Stephanie Hepburn is a writer in New Orleans. She is the editor in chief of #CrisisTalk. You can reach her at editor@crisisnow.com.
It was a Monday night when a devastating tornado—an EF5 on the Fujita Tornado Scale—tore through Oklahoma on May 3, 1999. Four-year-old Cara was among the 44 people who died. To process her despair, Cara’s mother, Anitra Warrior, sought out therapy. “I was struggling immensely,” she says. Therapy, though, wasn’t the help she thought it would be.
Warrior is from the Ponca Tribe of Oklahoma, and each time she attempted to include her cultural beliefs during the grieving process, the mental health professional would pathologize her experiences. “There was a major disconnect there,” she says. “If I can’t be truly authentic or present in my sessions, then I will not heal.”

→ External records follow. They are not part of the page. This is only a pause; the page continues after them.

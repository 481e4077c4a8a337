//! Skills: definitions and active-skill resolution
//!
//! Passive skills have no resolver entry; `stats` and `combat` read their
//! effects directly.

pub mod resolver;
mod types;

pub use resolver::{apply_skill, validate_cast};
pub use types::{BuffTarget, PassiveEffect, SkillDef, SkillEffect, SkillKind};
//! Timed buffs and debuffs on combat entities

pub mod tick;
mod types;

pub use tick::{tick_buffs, BuffTickResult};
pub use types::{is_stunned, sum_modifier, Buff, BuffKind};
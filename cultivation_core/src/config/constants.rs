//! Game constants configuration

use crate::types::EncounterClass;
use serde::{Deserialize, Serialize};

/// Tunable balance numbers
#[derive(Debug, Clone, Default, Serialize, Deserialize)]
pub struct GameConstants {
    #[serde(default)]
    pub realms: RealmConstants,
    #[serde(default)]
    pub level_up: LevelUpConstants,
    #[serde(default)]
    pub breakthrough: BreakthroughConstants,
    #[serde(default)]
    pub injury: InjuryConstants,
    #[serde(default)]
    pub rewards: RewardConstants,
    #[serde(default)]
    pub encounter: EncounterConstants,
    #[serde(default)]
    pub combat: CombatConstants,
    #[serde(default)]
    pub recovery: RecoveryConstants,
    #[serde(default)]
    pub creation: CreationConstants,
    #[serde(default)]
    pub items: ItemConstants,
    #[serde(default)]
    pub ticks: TickConstants,
}

/// Realm ladder and experience curve
#[derive(Debug, Clone, Serialize, Deserialize)]
#[serde(default)]
pub struct RealmConstants {
    pub names: Vec<String>,
    /// Per-realm experience cap multiplier; clamped at the last entry
    pub exp_multipliers: Vec<f64>,
    /// Level-1 experience cap before the realm multiplier
    pub base_exp_cap: f64,
    /// Cap growth per level within a realm
    pub exp_cap_growth: f64,
    pub max_level: u32,
}

impl Default for RealmConstants {
    fn default() -> Self {
        RealmConstants {
            names: [
                "Mortal",
                "Qi Refining",
                "Foundation Establishment",
                "Golden Core",
                "Nascent Soul",
                "Deity Transformation",
                "Body Integration",
                "Mahayana",
                "Ascension",
            ]
            .iter()
            .map(|s| s.to_string())
            .collect(),
            exp_multipliers: vec![
                1.0, 20.0, 80.0, 300.0, 1200.0, 5000.0, 20000.0, 80000.0, 320000.0,
            ],
            base_exp_cap: 100.0,
            exp_cap_growth: 1.15,
            max_level: 10,
        }
    }
}

impl RealmConstants {
    /// Display name for a realm index
    pub fn name(&self, realm: u32) -> &str {
        self.names
            .get(realm as usize)
            .or_else(|| self.names.last())
            .map(String::as_str)
            .unwrap_or("Unknown")
    }

    /// Index of the last realm
    pub fn peak(&self) -> u32 {
        self.names.len().saturating_sub(1) as u32
    }
}

/// Grants applied on every level-up
#[derive(Debug, Clone, Serialize, Deserialize)]
#[serde(default)]
pub struct LevelUpConstants {
    pub hp_gain: u32,
    pub mp_gain: u32,
    pub free_points: u32,
}

impl Default for LevelUpConstants {
    fn default() -> Self {
        LevelUpConstants {
            hp_gain: 50,
            mp_gain: 20,
            free_points: 3,
        }
    }
}

#[derive(Debug, Clone, Serialize, Deserialize)]
#[serde(default)]
pub struct BreakthroughConstants {
    /// Base success percent per realm
    pub base_rates: Vec<f64>,
    /// Base percent for realms past the end of `base_rates`
    pub rate_floor: f64,
    pub luck_factor: f64,
    pub luck_cap: f64,
    /// Corruption above this starts reducing the success rate
    pub corruption_threshold: u32,
    pub corruption_penalty: f64,
    pub min_rate: f64,
    pub max_rate: f64,
    pub success_hp_multiplier: f64,
    pub success_corruption_relief: u32,
    /// Fraction of experience kept on failure
    pub failure_exp_retained: f64,
    pub failure_corruption: u32,
    pub deviation_threshold: u32,
    pub deviation_chance: f64,
}

impl Default for BreakthroughConstants {
    fn default() -> Self {
        BreakthroughConstants {
            base_rates: vec![100.0, 60.0, 45.0, 30.0, 20.0, 15.0, 10.0, 5.0],
            rate_floor: 5.0,
            luck_factor: 0.5,
            luck_cap: 15.0,
            corruption_threshold: 20,
            corruption_penalty: 0.5,
            min_rate: 1.0,
            max_rate: 95.0,
            success_hp_multiplier: 1.5,
            success_corruption_relief: 10,
            failure_exp_retained: 0.1,
            failure_corruption: 10,
            deviation_threshold: 80,
            deviation_chance: 0.5,
        }
    }
}

/// Injury penalties on combat stats
#[derive(Debug, Clone, Serialize, Deserialize)]
#[serde(default)]
pub struct InjuryConstants {
    pub heavy_threshold: u32,
    pub heavy_realm_penalty: u32,
    pub light_realm_penalty: u32,
    pub heavy_multiplier: f64,
    pub light_multiplier: f64,
    /// Injury set when an encounter is lost
    pub defeat_injury: u32,
}

impl Default for InjuryConstants {
    fn default() -> Self {
        InjuryConstants {
            heavy_threshold: 50,
            heavy_realm_penalty: 2,
            light_realm_penalty: 1,
            heavy_multiplier: 0.5,
            light_multiplier: 0.75,
            defeat_injury: 100,
        }
    }
}

/// A level-overshoot step: at `min_excess` levels past 1, multiply by `multiplier`
#[derive(Debug, Clone, Serialize, Deserialize)]
pub struct OvershootStep {
    pub min_excess: u32,
    pub multiplier: f64,
}

/// A value per encounter class
#[derive(Debug, Clone, Serialize, Deserialize)]
pub struct PerClass {
    pub common: f64,
    pub elite: f64,
    pub miniboss: f64,
    pub boss: f64,
}

impl PerClass {
    pub fn get(&self, class: EncounterClass) -> f64 {
        match class {
            EncounterClass::Common => self.common,
            EncounterClass::Elite => self.elite,
            EncounterClass::Miniboss => self.miniboss,
            EncounterClass::Boss => self.boss,
        }
    }
}

#[derive(Debug, Clone, Serialize, Deserialize)]
#[serde(default)]
pub struct RewardConstants {
    /// Exp multiplier indexed by realm gap; the last entry covers larger gaps
    pub realm_gap_multipliers: Vec<f64>,
    /// Checked from the largest `min_excess` down
    pub level_overshoot: Vec<OvershootStep>,
    pub stone_multiplier: f64,
    pub class_exp_multipliers: PerClass,
    /// Boss exp multiplier on maps with id >= `late_map_id`
    pub late_boss_exp_multiplier: f64,
    pub late_map_id: u32,
    pub drop_chances: PerClass,
}

impl Default for RewardConstants {
    fn default() -> Self {
        RewardConstants {
            realm_gap_multipliers: vec![1.0, 0.6, 0.3, 0.1, 0.05, 0.01],
            level_overshoot: vec![
                OvershootStep { min_excess: 8, multiplier: 0.2 },
                OvershootStep { min_excess: 5, multiplier: 0.4 },
                OvershootStep { min_excess: 3, multiplier: 0.7 },
                OvershootStep { min_excess: 1, multiplier: 0.9 },
            ],
            stone_multiplier: 1.5,
            class_exp_multipliers: PerClass {
                common: 1.0,
                elite: 4.0,
                miniboss: 12.0,
                boss: 35.0,
            },
            late_boss_exp_multiplier: 50.0,
            late_map_id: 7,
            drop_chances: PerClass {
                common: 0.2,
                elite: 0.4,
                miniboss: 0.7,
                boss: 1.0,
            },
        }
    }
}

#[derive(Debug, Clone, Serialize, Deserialize)]
#[serde(default)]
pub struct EncounterConstants {
    /// Class roll thresholds on a uniform `[0, 1)` roll
    pub elite_above: f64,
    pub miniboss_above: f64,
    pub boss_above: f64,
    /// Enemy HP/attack spread around the template value
    pub stat_variance: f64,
    pub enemy_mp: i64,
    /// Enemy attack multiplier when the player is more than one realm under the map
    pub realm_pressure_attack: f64,
    /// Map forced while qi-deviation is active
    pub deviation_map_id: u32,
    pub player_element: crate::types::Element,
}

impl Default for EncounterConstants {
    fn default() -> Self {
        EncounterConstants {
            elite_above: 0.70,
            miniboss_above: 0.90,
            boss_above: 0.98,
            stat_variance: 0.1,
            enemy_mp: 100,
            realm_pressure_attack: 2.0,
            deviation_map_id: 99,
            player_element: crate::types::Element::Physical,
        }
    }
}

#[derive(Debug, Clone, Serialize, Deserialize)]
#[serde(default)]
pub struct CombatConstants {
    pub flee_base: f64,
    pub flee_luck_factor: f64,
}

impl Default for CombatConstants {
    fn default() -> Self {
        CombatConstants {
            flee_base: 40.0,
            flee_luck_factor: 0.2,
        }
    }
}

/// Prices and amounts for out-of-battle recovery
#[derive(Debug, Clone, Serialize, Deserialize)]
#[serde(default)]
pub struct RecoveryConstants {
    pub cultivate_base: u64,
    pub cultivate_luck_factor: f64,
    pub meditate_injury_relief: u32,
    pub heal_cost: u64,
    pub heal_amount: u32,
    pub retreat_cost: u64,
    pub retreat_min: u32,
    pub retreat_max: u32,
    /// Qi-deviation clears once corruption drops below this
    pub deviation_recovery: u32,
    pub sell_ratio: f64,
}

impl Default for RecoveryConstants {
    fn default() -> Self {
        RecoveryConstants {
            cultivate_base: 10,
            cultivate_luck_factor: 0.5,
            meditate_injury_relief: 10,
            heal_cost: 1000,
            heal_amount: 5,
            retreat_cost: 50,
            retreat_min: 10,
            retreat_max: 19,
            deviation_recovery: 50,
            sell_ratio: 0.3,
        }
    }
}

/// Character creation budget and starting pools
#[derive(Debug, Clone, Serialize, Deserialize)]
#[serde(default)]
pub struct CreationConstants {
    pub attribute_min: u32,
    pub attribute_max: u32,
    pub point_budget: u32,
    pub start_hp: u32,
    pub start_mp: u32,
}

impl Default for CreationConstants {
    fn default() -> Self {
        CreationConstants {
            attribute_min: 1,
            attribute_max: 5,
            point_budget: 20,
            start_hp: 100,
            start_mp: 50,
        }
    }
}

/// Item roll parameters
#[derive(Debug, Clone, Serialize, Deserialize)]
#[serde(default)]
pub struct ItemConstants {
    pub value_variance: f64,
    /// Affix bonus per attribute point, as a fraction of the item value
    pub affix_bonus_per_point: f64,
    pub common_affix_chance: f64,
    pub epic_second_affix_chance: f64,
    pub legend_third_affix_chance: f64,
}

impl Default for ItemConstants {
    fn default() -> Self {
        ItemConstants {
            value_variance: 0.1,
            affix_bonus_per_point: 0.05,
            common_affix_chance: 0.2,
            epic_second_affix_chance: 0.3,
            legend_third_affix_chance: 0.5,
        }
    }
}

/// Clock intervals for the session scheduler
#[derive(Debug, Clone, Serialize, Deserialize)]
#[serde(default)]
pub struct TickConstants {
    pub battle_interval_ms: u64,
    pub requeue_delay_ms: u64,
}

impl Default for TickConstants {
    fn default() -> Self {
        TickConstants {
            battle_interval_ms: 800,
            requeue_delay_ms: 1500,
        }
    }
}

As a Ponca woman navigating a mental health system embedded in western culture, Warrior realized she didn’t want other American Indians to go through the same experience. Today, Dr. Warrior is a psychologist who provides clinical services to tribal communities in Nebraska, including the Santee Sioux Nation and the Winnebago, Omaha, and Ponca Tribes of Nebraska.
Three of the tribes are located across rural lands in the northeast part of the state. However, the Ponca don’t have a reservation. In 1887, the United States government removed the tribe at gunpoint from their home along the Niobrara River, forcing 523 Ponca to march 600 miles to present-day Oklahoma. Today, the exile is known as the Ponca Trail of Tears.
In Oklahoma, more than a third of the tribe died, many from malaria. Among the dead was 16-year-old Bear Shield, Chief Standing Bear’s son. As he was dying, the teen asked his father to take him back home and bury him on their ancestral grounds at the mouth of the Niobrara. “I wanted to go on my own land, land that I had never sold,” the chief testified in U.S. ex Rel. Standing Bear v. Crook.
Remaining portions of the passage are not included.